Start of Block
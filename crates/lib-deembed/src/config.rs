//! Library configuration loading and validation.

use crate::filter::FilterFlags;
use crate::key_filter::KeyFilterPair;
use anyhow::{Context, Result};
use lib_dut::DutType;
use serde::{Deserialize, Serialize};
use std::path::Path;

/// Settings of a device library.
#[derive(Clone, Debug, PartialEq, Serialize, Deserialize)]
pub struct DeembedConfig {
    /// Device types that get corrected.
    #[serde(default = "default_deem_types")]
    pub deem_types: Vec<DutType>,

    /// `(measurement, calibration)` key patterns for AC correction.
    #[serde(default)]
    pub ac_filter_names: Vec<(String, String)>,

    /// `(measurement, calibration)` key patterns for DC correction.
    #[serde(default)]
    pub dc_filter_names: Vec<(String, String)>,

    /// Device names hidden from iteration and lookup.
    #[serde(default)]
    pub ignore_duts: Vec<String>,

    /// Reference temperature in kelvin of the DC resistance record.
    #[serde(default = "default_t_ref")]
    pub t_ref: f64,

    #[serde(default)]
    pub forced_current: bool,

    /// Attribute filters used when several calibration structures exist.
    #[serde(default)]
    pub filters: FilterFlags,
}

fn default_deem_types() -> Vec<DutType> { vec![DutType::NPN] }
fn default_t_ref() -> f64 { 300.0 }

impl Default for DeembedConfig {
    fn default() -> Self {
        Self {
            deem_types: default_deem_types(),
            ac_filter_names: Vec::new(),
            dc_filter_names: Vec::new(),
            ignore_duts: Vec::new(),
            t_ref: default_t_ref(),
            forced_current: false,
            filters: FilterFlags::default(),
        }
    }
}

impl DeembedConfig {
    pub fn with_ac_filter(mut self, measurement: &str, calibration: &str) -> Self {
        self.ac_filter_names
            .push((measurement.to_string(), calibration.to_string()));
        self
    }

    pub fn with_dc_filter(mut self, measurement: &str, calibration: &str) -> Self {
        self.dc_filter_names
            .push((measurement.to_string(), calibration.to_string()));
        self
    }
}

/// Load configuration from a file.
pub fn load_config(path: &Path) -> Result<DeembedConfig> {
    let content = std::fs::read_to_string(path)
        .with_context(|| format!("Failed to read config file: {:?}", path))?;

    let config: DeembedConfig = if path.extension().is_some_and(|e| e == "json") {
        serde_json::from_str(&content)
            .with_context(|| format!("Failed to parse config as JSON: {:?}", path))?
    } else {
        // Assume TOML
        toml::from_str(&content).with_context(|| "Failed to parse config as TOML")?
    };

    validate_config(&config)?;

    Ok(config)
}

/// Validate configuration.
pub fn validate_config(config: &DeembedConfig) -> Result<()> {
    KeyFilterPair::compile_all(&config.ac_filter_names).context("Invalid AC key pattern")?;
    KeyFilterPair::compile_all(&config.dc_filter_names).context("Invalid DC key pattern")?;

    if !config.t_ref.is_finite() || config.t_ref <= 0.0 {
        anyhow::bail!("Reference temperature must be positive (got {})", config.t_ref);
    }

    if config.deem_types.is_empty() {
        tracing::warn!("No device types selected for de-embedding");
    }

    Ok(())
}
End of Block
Begin at the first line of the material and transcribe each line exactly. End with the line containing "pub fn load_config(path: &Path)", and give nothing else.

filename crates/lib-deembed/src/config.rs
//! Library configuration loading and validation.

use crate::filter::FilterFlags;
use crate::key_filter::KeyFilterPair;
use anyhow::{Context, Result};
use lib_dut::DutType;
use serde::{Deserialize, Serialize};
use std::path::Path;

/// Settings of a device library.
#[derive(Clone, Debug, PartialEq, Serialize, Deserialize)]
pub struct DeembedConfig {
    /// Device types that get corrected.
    #[serde(default = "default_deem_types")]
    pub deem_types: Vec<DutType>,

    /// `(measurement, calibration)` key patterns for AC correction.
    #[serde(default)]
    pub ac_filter_names: Vec<(String, String)>,

    /// `(measurement, calibration)` key patterns for DC correction.
    #[serde(default)]
    pub dc_filter_names: Vec<(String, String)>,

    /// Device names hidden from iteration and lookup.
    #[serde(default)]
    pub ignore_duts: Vec<String>,

    /// Reference temperature in kelvin of the DC resistance record.
    #[serde(default = "default_t_ref")]
    pub t_ref: f64,

    #[serde(default)]
    pub forced_current: bool,

    /// Attribute filters used when several calibration structures exist.
    #[serde(default)]
    pub filters: FilterFlags,
}

fn default_deem_types() -> Vec<DutType> { vec![DutType::NPN] }
fn default_t_ref() -> f64 { 300.0 }

impl Default for DeembedConfig {
    fn default() -> Self {
        Self {
            deem_types: default_deem_types(),
            ac_filter_names: Vec::new(),
            dc_filter_names: Vec::new(),
            ignore_duts: Vec::new(),
            t_ref: default_t_ref(),
            forced_current: false,
            filters: FilterFlags::default(),
        }
    }
}

impl DeembedConfig {
    pub fn with_ac_filter(mut self, measurement: &str, calibration: &str) -> Self {
        self.ac_filter_names
            .push((measurement.to_string(), calibration.to_string()));
        self
    }

    pub fn with_dc_filter(mut self, measurement: &str, calibration: &str) -> Self {
        self.dc_filter_names
            .push((measurement.to_string(), calibration.to_string()));
        self
    }
}

/// Load configuration from a file.
pub fn load_config(path: &Path) -> Result<DeembedConfig> {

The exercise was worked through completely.